Saímos da casa depois da ceia. Éramos quatro ou cinco pessoas com a doente. Atravessamos o rio numa canoa e chegamos na casa do velho já tarde da noite. Não tardaram os preparativos para a sessão. Uma toalha branca foi estendida no meio da sala, sobre a qual colocaram velas acesas, imagens de Santos, cachimbos, garrafas de aguardente, tigelinhas de barro, etc. Iniciaram os trabalhos com cânticos monótonos e graves. O ambiente era silencioso, com aparatos de cunho emocional, semelhantes aos que presenciei em algumas Tendas de Umbanda que acabo de frequentar. Acocorados em torno da mesa ficamos todos. O velho toma lugar numa das cabeceiras. A aguardente domina. À medida que as tigelinhas com a bebida se iam esvaziando e se enchendo, o ambiente ia se tornando mais tenso, culminando no instante em que o velho se levanta "atuado" e sai sapateando em volta da mesa, até cair bruscamente junto da doente. Quando então se levantam os filhos e soprando seus cachimbos pelo lado oposto defumam o pai da cabeça aos pés. Com a sala cheia de fumaça o ambiente fica irrespirável. Minutos após esta cena o feiticeiro ergue-se rapidamente e põe a boca na altura do ombro da doente e começa a chupar-lhe a pele. Feito isto, já de pé com o semblante grave, cospe na mão e sai mostrando, à luz das velas, aos presentes, o que havia "extraído" do corpo da enferma: uma baba sanguinolenta, misturada com cabelo e contas de rosário.

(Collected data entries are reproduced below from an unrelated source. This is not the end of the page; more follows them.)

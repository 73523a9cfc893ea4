//! Domain models for invoice-service.

mod customer;
mod document;
mod invoice;
mod line_item;
mod raw_record;
mod totals;
mod vehicle;

pub use customer::Customer;
pub use document::{
    DisplayRow, DocumentSection, InvoiceDocument, PrintLayout, RenderedInvoice, SectionKind,
    Surface,
};
pub use invoice::{
    DiscountSpec, ExtraCharge, GstSpec, Invoice, InvoiceKind, InvoiceStatus, TaxTreatment,
};
pub use line_item::{BillableRow, LineItem, RowOrigin};
pub use raw_record::RawRecord;
pub use totals::{DiscountResolution, TaxBreakdown, Totals};
pub use vehicle::{Vehicle, VehicleCategory};
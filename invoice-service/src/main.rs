//! Invoice Service entry point.

use invoice_service::config::InvoiceConfig;
use invoice_service::services::init_metrics;
use invoice_service::startup::Application;

use service_core::observability::init_tracing;
use tokio::signal;

async fn shutdown_signal() {
    let ctrl_c = async {
        signal::ctrl_c()
            .await
            .expect("Failed to install Ctrl+C handler");
    };

    #[cfg(unix)]
    let terminate = async {
        signal::unix::signal(signal::unix::SignalKind::terminate())
            .expect("Failed to install SIGTERM handler")
            .recv()
            .await;
    };

    #[cfg(not(unix))]
    let terminate = std::future::pending::<()>();

    tokio::select! {
        _ = ctrl_c => {},
        _ = terminate => {},
    }

    tracing::info!("Shutdown signal received, starting graceful shutdown");
}

#[tokio::main]
async fn main() -> std::io::Result<()> {
    // Load configuration
    let config = InvoiceConfig::from_env().map_err(|e| {
        eprintln!("Failed to load configuration: {}", e);
        std::io::Error::other(format!("Configuration error: {}", e))
    })?;

    init_tracing(
        &config.service_name,
        &config.log_level,
        config.otlp_endpoint.as_deref(),
    );

    tracing::info!(
        version = %config.service_version,
        otlp_endpoint = ?config.otlp_endpoint,
        "Starting invoice-service"
    );

    init_metrics();

    tracing::info!(
        service_name = %config.service_name,
        http_port = %config.common.port,
        database_configured = config.database.is_some(),
        default_gst_rate = %config.tax.default_gst_rate,
        currency_symbol = %config.presentation.currency_symbol,
        "Configuration loaded"
    );

    let app = Application::build(config).await.map_err(|e| {
        tracing::error!(error = %e, "Failed to build application");
        std::io::Error::other(format!("Application build error: {}", e))
    })?;

    // Run with graceful shutdown
    tokio::select! {
        result = app.run_until_stopped() => {
            if let Err(e) = result {
                tracing::error!(error = %e, "Application error");
                return Err(e);
            }
        }
        _ = shutdown_signal() => {
            tracing::info!("Graceful shutdown initiated");
        }
    }

    tracing::info!("Service shutdown complete");
    Ok(())
}
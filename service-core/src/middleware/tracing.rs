use axum::http::HeaderValue;
use axum::{extract::Request, middleware::Next, response::Response};
use tracing::Instrument;
use uuid::Uuid;

pub const REQUEST_ID_HEADER: &str = "x-request-id";

/// Propagate the caller's request id, or mint one, on both request and response.
pub async fn request_id_middleware(mut req: Request, next: Next) -> Response {
    let request_id = req
        .headers()
        .get(REQUEST_ID_HEADER)
        .and_then(|h| h.to_str().ok())
        .map(|s| s.to_string())
        .unwrap_or_else(|| Uuid::new_v4().to_string());

    if let Ok(header_value) = HeaderValue::from_str(&request_id) {
        req.headers_mut().insert(REQUEST_ID_HEADER, header_value);
    }

    let span = tracing::info_span!("request", request_id = %request_id);
    let mut response = next.run(req).instrument(span).await;

    if let Ok(header_value) = HeaderValue::from_str(&request_id) {
        response
            .headers_mut()
            .insert(REQUEST_ID_HEADER, header_value);
    }

    response
}
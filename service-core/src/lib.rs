//! service-core: Shared infrastructure for the invoice rendering service.
pub mod config;
pub mod error;
pub mod middleware;
pub mod observability;

pub use axum;
pub use serde;
pub use serde_json;
pub use tokio;
pub use tracing;
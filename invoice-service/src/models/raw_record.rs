//! Untyped record as fetched from the data store.

use serde::{Deserialize, Serialize};
use serde_json::{Map, Value};

/// A loosely-shaped row: string keys to JSON values.
///
/// Rows written by different schema generations name the same field
/// differently (`labor_charges` vs `laborCharges`), so nothing here assumes
/// a key set. Explicit `null` is indistinguishable from an absent key.
#[derive(Debug, Clone, Default, PartialEq, Serialize, Deserialize)]
#[serde(transparent)]
pub struct RawRecord(Map<String, Value>);

impl RawRecord {
    pub fn new() -> Self {
        Self(Map::new())
    }

    /// Value stored under `key`, skipping explicit nulls.
    pub fn get(&self, key: &str) -> Option<&Value> {
        self.0.get(key).filter(|v| !v.is_null())
    }

    pub fn is_empty(&self) -> bool {
        self.0.is_empty()
    }
}

impl From<Map<String, Value>> for RawRecord {
    fn from(map: Map<String, Value>) -> Self {
        Self(map)
    }
}

/// Non-object values carry no fields and become an empty record.
impl From<Value> for RawRecord {
    fn from(value: Value) -> Self {
        match value {
            Value::Object(map) => Self(map),
            _ => Self::new(),
        }
    }
}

Todos olhavam admirados e estarrecidos para aquilo, julgando fosse a causa da enfermidade... Creio que, aos olhos dos meus parentes e aos das filhas da enferma, vendo o velho "arrancar" aquela mistura repugnante do organismo da doente, talvez lhes parecesse uma coisa maravilhosa, quase um milagre... Mas quanto a mim, a dúvida ficava-me no espírito, mesmo tomado de espanto [SANTIAGO, 1973, p. 123-125]".
No último capítulo de meu livro ensaio a construção do Catimbó-Jurema ao longo do tempo, partindo dos rituais e crenças indígenas dos séculos XVI e XVII relatados por José de Anchieta, Jean de Léry e Roulox Baro, em direção à Jurema estudada por mim em Canguaretama no início deste século. É uma análise ousada, ainda em construção, que pretendo complementar com meu próximo trabalho - que possivelmente será intitulado ANTIGOS ESPÍRITOS TARAIRIU, KIRIRI E POTIGUARA.